> Aim of the exercise
Count the lines in the data below holding the string "decoded" and write the total by itself.

> Stored data
--- START ---
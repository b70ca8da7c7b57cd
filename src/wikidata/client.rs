//! Retrying HTTP client for the SPARQL endpoint and the entity-search API.

use async_trait::async_trait;
use rand::seq::SliceRandom;
use reqwest::header::{ACCEPT, USER_AGENT};
use reqwest::Client;
use serde::Deserialize;
use std::collections::HashMap;

use crate::config::WikidataConfig;
use crate::error::{KglinkError, Result};
use crate::retry::RetryPolicy;
use crate::wikidata::{EntityCandidate, QueryService, SearchHit, SparqlResponse};

/// HTTP client for Wikidata with bounded-timeout requests and linear-backoff
/// retries. Bulk SPARQL calls may rotate the client identity to reduce
/// throttling; resolution calls keep the stable one.
pub struct WikidataClient {
    http: Client,
    sparql_url: String,
    api_url: String,
    user_agent: String,
    rotating_user_agents: Vec<String>,
    policy: RetryPolicy,
}

impl WikidataClient {
    /// # Panics
    ///
    /// Panics if the HTTP client cannot be created (should not happen in
    /// normal operation).
    pub fn new(config: &WikidataConfig) -> Self {
        let http = Client::builder()
            .timeout(std::time::Duration::from_secs(config.timeout_secs))
            .build()
            .expect("Failed to build HTTP client");

        Self {
            http,
            sparql_url: config.sparql_url.clone(),
            api_url: config.api_url.clone(),
            user_agent: config.user_agent.clone(),
            rotating_user_agents: config.rotating_user_agents.clone(),
            policy: RetryPolicy::new(
                config.max_retries,
                std::time::Duration::from_secs(config.base_delay_secs),
            ),
        }
    }

    /// Identity header for one logical request. A random pool entry when
    /// rotation is requested and the pool is non-empty, the stable identity
    /// otherwise.
    fn agent(&self, rotating: bool) -> &str {
        if rotating {
            if let Some(agent) = self.rotating_user_agents.choose(&mut rand::thread_rng()) {
                return agent;
            }
        }
        &self.user_agent
    }

    /// One GET with retries; the decoded JSON body on success.
    async fn get_json(
        &self,
        url: &str,
        params: &[(&str, String)],
        rotating: bool,
    ) -> Result<serde_json::Value> {
        let agent = self.agent(rotating).to_string();
        self.policy
            .run("wikidata request", || self.try_get(url, params, &agent))
            .await
    }

    async fn try_get(
        &self,
        url: &str,
        params: &[(&str, String)],
        agent: &str,
    ) -> Result<serde_json::Value> {
        let response = self
            .http
            .get(url)
            .query(params)
            .header(ACCEPT, "application/json")
            .header(USER_AGENT, agent)
            .send()
            .await?
            .error_for_status()?;

        Ok(response.json().await?)
    }
}

#[derive(Deserialize)]
struct SearchResponse {
    #[serde(default)]
    search: Vec<RawSearchHit>,
}

#[derive(Deserialize)]
struct RawSearchHit {
    id: String,
    label: Option<String>,
}

#[derive(Deserialize)]
struct EntitiesResponse {
    #[serde(default)]
    entities: HashMap<String, RawEntity>,
}

#[derive(Deserialize)]
struct RawEntity {
    #[serde(default)]
    labels: HashMap<String, TermValue>,
    #[serde(default)]
    aliases: HashMap<String, Vec<TermValue>>,
}

#[derive(Deserialize)]
struct TermValue {
    value: String,
}

#[async_trait]
impl QueryService for WikidataClient {
    async fn run_sparql(&self, query: &str, rotating_agent: bool) -> Result<SparqlResponse> {
        let params = [
            ("query", query.to_string()),
            ("format", "json".to_string()),
        ];
        let body = self.get_json(&self.sparql_url, &params, rotating_agent).await?;
        serde_json::from_value(body)
            .map_err(|e| KglinkError::Parse(format!("SPARQL response: {}", e)))
    }

    async fn search_entities(
        &self,
        term: &str,
        language: &str,
        limit: usize,
    ) -> Result<Vec<SearchHit>> {
        log::debug!("Searching entities for mention: {}", term);
        let params = [
            ("action", "wbsearchentities".to_string()),
            ("search", term.to_string()),
            ("language", language.to_string()),
            ("limit", limit.to_string()),
            ("type", "item".to_string()),
            ("format", "json".to_string()),
        ];
        let body = self.get_json(&self.api_url, &params, false).await?;
        let decoded: SearchResponse = serde_json::from_value(body)
            .map_err(|e| KglinkError::Parse(format!("entity search response: {}", e)))?;

        Ok(decoded
            .search
            .into_iter()
            .map(|hit| SearchHit {
                id: hit.id,
                label: hit.label,
            })
            .collect())
    }

    async fn fetch_entities(
        &self,
        ids: &[String],
        language: &str,
    ) -> Result<Vec<EntityCandidate>> {
        if ids.is_empty() {
            return Ok(Vec::new());
        }

        let params = [
            ("action", "wbgetentities".to_string()),
            ("ids", ids.join("|")),
            ("props", "labels|aliases".to_string()),
            ("languages", language.to_string()),
            ("format", "json".to_string()),
        ];
        let body = self.get_json(&self.api_url, &params, false).await?;
        let mut decoded: EntitiesResponse = serde_json::from_value(body)
            .map_err(|e| KglinkError::Parse(format!("entity lookup response: {}", e)))?;

        // Preserve the search ranking: emit candidates in input-id order.
        let mut candidates = Vec::with_capacity(ids.len());
        for id in ids {
            if let Some(entity) = decoded.entities.remove(id) {
                candidates.push(EntityCandidate {
                    id: id.clone(),
                    label: entity
                        .labels
                        .get(language)
                        .map(|term| term.value.clone()),
                    aliases: entity
                        .aliases
                        .get(language)
                        .map(|terms| terms.iter().map(|t| t.value.clone()).collect())
                        .unwrap_or_default(),
                });
            }
        }
        Ok(candidates)
    }
}

#[cfg(test)]
mod tests {
    use super::*;

    fn test_config() -> WikidataConfig {
        WikidataConfig {
            sparql_url: "https://query.wikidata.org/sparql".to_string(),
            api_url: "https://www.wikidata.org/w/api.php".to_string(),
            timeout_secs: 5,
            max_retries: 2,
            base_delay_secs: 1,
            user_agent: "kglink-test/0.1".to_string(),
            rotating_user_agents: vec!["pool-a".to_string(), "pool-b".to_string()],
        }
    }

    #[test]
    fn test_stable_agent_for_resolution_calls() {
        let client = WikidataClient::new(&test_config());
        assert_eq!(client.agent(false), "kglink-test/0.1");
    }

    #[test]
    fn test_rotating_agent_drawn_from_pool() {
        let client = WikidataClient::new(&test_config());
        let agent = client.agent(true).to_string();
        assert!(agent == "pool-a" || agent == "pool-b");
    }

    #[test]
    fn test_rotating_agent_empty_pool_falls_back() {
        let mut config = test_config();
        config.rotating_user_agents.clear();
        let client = WikidataClient::new(&config);
        assert_eq!(client.agent(true), "kglink-test/0.1");
    }

    #[test]
    fn test_search_response_decoding() {
        let body = serde_json::json!({
            "search": [
                {"id": "Q7186", "label": "Marie Curie"},
                {"id": "Q12345"}
            ]
        });
        let decoded: SearchResponse = serde_json::from_value(body).unwrap();
        assert_eq!(decoded.search.len(), 2);
        assert_eq!(decoded.search[0].label.as_deref(), Some("Marie Curie"));
        assert!(decoded.search[1].label.is_none());
    }

    #[test]
    fn test_entities_response_decoding() {
        let body = serde_json::json!({
            "entities": {
                "Q7186": {
                    "labels": {"en": {"value": "Marie Curie"}},
                    "aliases": {"en": [{"value": "Maria Sklodowska"}]}
                }
            }
        });
        let decoded: EntitiesResponse = serde_json::from_value(body).unwrap();
        let entity = decoded.entities.get("Q7186").unwrap();
        assert_eq!(entity.labels.get("en").unwrap().value, "Marie Curie");
        assert_eq!(entity.aliases.get("en").unwrap()[0].value, "Maria Sklodowska");
    }
}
--- END ---
> Expected answer
11